Which of the lines below hold the word "update"? Pull each of them out.

*** Record set ***

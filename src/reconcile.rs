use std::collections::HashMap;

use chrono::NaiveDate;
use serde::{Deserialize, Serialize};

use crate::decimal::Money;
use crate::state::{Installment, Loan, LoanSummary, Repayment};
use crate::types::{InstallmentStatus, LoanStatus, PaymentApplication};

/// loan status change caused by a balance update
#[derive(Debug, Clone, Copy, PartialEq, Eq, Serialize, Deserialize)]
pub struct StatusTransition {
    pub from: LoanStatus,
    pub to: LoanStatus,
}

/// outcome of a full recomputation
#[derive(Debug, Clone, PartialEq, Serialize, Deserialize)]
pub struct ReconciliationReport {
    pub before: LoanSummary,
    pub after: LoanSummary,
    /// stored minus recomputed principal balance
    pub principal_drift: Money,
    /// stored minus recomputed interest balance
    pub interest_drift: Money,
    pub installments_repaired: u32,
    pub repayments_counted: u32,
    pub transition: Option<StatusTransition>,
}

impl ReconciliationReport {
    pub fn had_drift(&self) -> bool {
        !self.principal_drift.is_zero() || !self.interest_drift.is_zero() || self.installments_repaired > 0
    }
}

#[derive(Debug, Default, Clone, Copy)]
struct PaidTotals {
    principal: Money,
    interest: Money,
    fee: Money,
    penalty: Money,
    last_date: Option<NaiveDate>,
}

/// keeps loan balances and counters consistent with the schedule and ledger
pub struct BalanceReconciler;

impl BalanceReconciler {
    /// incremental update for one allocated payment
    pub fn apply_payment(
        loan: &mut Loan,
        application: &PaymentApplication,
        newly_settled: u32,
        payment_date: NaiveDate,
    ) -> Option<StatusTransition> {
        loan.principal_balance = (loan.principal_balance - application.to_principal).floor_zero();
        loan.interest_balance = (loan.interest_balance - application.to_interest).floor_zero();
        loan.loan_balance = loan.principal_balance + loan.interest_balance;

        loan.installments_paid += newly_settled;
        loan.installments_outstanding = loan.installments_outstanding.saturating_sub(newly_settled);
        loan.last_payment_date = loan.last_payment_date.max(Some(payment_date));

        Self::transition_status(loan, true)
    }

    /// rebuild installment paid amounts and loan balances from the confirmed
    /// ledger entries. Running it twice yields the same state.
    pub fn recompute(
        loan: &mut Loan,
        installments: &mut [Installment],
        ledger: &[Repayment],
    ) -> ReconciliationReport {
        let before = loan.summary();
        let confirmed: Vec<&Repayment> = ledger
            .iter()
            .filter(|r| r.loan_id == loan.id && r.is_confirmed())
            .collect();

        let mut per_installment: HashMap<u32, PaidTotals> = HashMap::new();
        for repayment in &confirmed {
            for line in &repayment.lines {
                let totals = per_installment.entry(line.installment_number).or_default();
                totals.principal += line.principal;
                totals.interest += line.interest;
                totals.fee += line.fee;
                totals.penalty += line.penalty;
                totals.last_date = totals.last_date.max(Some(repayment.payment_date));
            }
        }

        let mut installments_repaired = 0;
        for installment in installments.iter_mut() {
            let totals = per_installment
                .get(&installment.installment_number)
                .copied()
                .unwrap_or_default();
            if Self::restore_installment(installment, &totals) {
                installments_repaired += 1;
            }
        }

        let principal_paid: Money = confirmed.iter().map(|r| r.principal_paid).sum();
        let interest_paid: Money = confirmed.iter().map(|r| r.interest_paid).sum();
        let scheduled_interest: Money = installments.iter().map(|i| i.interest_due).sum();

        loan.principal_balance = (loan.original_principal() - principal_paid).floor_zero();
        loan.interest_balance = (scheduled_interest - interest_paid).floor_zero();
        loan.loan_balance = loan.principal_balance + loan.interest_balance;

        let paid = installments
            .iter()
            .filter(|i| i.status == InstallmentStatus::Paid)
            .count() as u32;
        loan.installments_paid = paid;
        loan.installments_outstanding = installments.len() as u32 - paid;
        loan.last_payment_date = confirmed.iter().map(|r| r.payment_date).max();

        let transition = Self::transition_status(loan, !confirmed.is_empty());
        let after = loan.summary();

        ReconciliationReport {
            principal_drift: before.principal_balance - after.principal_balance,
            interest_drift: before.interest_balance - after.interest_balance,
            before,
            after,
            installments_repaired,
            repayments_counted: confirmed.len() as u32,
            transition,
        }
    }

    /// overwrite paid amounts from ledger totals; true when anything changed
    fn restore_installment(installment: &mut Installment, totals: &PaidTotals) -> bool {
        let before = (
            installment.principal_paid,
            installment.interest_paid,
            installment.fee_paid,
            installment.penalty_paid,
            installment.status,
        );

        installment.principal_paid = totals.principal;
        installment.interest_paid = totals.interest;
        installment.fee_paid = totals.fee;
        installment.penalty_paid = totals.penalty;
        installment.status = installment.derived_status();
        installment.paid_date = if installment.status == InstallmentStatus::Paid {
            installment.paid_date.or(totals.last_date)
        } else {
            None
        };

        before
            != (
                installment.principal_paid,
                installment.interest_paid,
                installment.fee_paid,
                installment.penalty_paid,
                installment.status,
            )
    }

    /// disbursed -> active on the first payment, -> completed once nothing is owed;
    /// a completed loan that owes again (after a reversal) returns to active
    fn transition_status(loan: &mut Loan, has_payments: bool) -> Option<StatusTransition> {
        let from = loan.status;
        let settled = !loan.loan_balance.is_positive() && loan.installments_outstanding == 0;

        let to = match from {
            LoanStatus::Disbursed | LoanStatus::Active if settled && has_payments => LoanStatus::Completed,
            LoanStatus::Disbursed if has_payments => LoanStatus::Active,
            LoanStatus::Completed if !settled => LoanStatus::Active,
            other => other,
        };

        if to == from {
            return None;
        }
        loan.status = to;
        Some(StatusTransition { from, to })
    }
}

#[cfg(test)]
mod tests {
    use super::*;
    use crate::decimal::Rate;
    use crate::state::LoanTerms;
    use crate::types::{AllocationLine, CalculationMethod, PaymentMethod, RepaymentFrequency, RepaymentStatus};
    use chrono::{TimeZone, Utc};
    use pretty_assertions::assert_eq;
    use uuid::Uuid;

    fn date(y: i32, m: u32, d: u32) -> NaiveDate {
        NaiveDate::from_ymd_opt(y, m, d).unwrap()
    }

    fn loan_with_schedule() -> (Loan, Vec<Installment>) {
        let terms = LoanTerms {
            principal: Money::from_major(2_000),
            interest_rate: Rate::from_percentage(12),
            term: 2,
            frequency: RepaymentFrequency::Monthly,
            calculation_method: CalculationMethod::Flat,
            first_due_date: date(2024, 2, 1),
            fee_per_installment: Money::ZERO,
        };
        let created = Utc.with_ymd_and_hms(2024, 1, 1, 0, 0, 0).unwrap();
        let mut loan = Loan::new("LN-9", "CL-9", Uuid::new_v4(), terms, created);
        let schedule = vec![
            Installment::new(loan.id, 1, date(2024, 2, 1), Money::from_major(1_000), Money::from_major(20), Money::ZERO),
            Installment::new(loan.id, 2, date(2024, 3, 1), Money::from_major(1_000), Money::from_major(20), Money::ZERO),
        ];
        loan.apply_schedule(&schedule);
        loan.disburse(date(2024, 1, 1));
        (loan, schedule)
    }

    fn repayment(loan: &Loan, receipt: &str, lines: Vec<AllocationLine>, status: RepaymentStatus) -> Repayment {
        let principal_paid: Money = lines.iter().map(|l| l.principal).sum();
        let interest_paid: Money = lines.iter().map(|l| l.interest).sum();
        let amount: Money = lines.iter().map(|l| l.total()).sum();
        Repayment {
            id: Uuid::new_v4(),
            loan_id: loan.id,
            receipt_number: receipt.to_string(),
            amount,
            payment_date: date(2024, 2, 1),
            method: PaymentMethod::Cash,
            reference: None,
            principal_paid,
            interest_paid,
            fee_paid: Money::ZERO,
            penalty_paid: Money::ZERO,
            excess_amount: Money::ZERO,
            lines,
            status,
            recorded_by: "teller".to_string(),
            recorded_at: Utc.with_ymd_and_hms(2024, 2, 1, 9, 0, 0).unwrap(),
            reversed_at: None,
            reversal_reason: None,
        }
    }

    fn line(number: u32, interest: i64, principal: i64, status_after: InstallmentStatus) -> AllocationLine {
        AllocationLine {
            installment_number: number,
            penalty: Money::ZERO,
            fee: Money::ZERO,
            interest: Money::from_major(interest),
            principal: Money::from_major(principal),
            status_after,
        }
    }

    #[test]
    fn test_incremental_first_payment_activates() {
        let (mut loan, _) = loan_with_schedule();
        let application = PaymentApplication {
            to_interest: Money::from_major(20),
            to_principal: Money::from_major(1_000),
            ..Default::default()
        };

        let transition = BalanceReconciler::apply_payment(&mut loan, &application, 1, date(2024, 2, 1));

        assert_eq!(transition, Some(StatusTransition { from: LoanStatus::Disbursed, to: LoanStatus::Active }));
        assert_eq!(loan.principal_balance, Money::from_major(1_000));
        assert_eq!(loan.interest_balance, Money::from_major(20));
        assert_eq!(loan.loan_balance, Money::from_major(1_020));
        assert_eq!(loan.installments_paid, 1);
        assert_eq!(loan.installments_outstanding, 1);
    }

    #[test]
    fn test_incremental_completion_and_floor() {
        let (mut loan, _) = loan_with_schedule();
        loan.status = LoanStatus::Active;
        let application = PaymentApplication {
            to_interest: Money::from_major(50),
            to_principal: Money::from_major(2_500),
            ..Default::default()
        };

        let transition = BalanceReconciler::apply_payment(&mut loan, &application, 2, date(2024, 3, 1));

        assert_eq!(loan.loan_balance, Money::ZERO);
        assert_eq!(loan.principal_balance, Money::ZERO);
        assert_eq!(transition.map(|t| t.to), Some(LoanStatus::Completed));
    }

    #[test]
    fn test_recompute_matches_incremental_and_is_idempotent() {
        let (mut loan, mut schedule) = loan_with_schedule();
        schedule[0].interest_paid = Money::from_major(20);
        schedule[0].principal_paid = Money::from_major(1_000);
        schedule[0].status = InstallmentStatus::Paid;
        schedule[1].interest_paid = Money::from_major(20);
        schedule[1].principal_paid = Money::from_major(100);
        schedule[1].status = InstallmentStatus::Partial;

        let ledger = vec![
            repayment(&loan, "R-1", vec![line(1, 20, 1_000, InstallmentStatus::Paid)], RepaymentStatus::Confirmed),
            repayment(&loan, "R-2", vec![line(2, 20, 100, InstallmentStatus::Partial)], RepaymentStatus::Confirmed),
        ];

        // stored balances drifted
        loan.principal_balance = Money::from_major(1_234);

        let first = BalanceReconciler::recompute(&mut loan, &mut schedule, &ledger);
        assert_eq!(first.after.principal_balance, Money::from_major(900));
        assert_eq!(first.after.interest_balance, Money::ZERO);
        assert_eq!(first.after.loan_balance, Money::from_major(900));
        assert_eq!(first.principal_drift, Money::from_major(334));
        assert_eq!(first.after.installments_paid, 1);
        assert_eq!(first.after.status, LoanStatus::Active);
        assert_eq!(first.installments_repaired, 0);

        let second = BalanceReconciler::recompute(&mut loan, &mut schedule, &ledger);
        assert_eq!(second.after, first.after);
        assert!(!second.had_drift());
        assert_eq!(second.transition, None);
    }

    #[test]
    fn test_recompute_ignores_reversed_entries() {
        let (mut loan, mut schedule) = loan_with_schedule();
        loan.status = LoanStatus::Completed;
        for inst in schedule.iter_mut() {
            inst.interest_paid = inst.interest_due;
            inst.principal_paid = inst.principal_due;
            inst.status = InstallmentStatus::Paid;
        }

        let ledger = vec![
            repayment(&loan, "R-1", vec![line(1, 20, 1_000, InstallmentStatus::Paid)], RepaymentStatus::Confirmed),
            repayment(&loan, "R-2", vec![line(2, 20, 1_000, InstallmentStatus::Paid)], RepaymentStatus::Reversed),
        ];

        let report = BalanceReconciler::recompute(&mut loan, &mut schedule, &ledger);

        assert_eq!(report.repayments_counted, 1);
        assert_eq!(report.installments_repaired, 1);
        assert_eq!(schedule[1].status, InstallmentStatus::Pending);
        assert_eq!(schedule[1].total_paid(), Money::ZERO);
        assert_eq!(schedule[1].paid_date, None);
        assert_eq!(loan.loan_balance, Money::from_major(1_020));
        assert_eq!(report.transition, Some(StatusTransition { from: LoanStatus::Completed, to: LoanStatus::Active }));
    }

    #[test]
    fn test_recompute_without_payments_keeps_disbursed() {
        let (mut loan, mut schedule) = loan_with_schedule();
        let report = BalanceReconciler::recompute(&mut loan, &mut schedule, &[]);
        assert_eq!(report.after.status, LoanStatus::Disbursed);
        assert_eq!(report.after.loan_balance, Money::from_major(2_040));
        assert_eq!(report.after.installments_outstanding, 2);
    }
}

*** End of Record set ***

_The answer:_
/// loan status change caused by a balance update
    /// incremental update for one allocated payment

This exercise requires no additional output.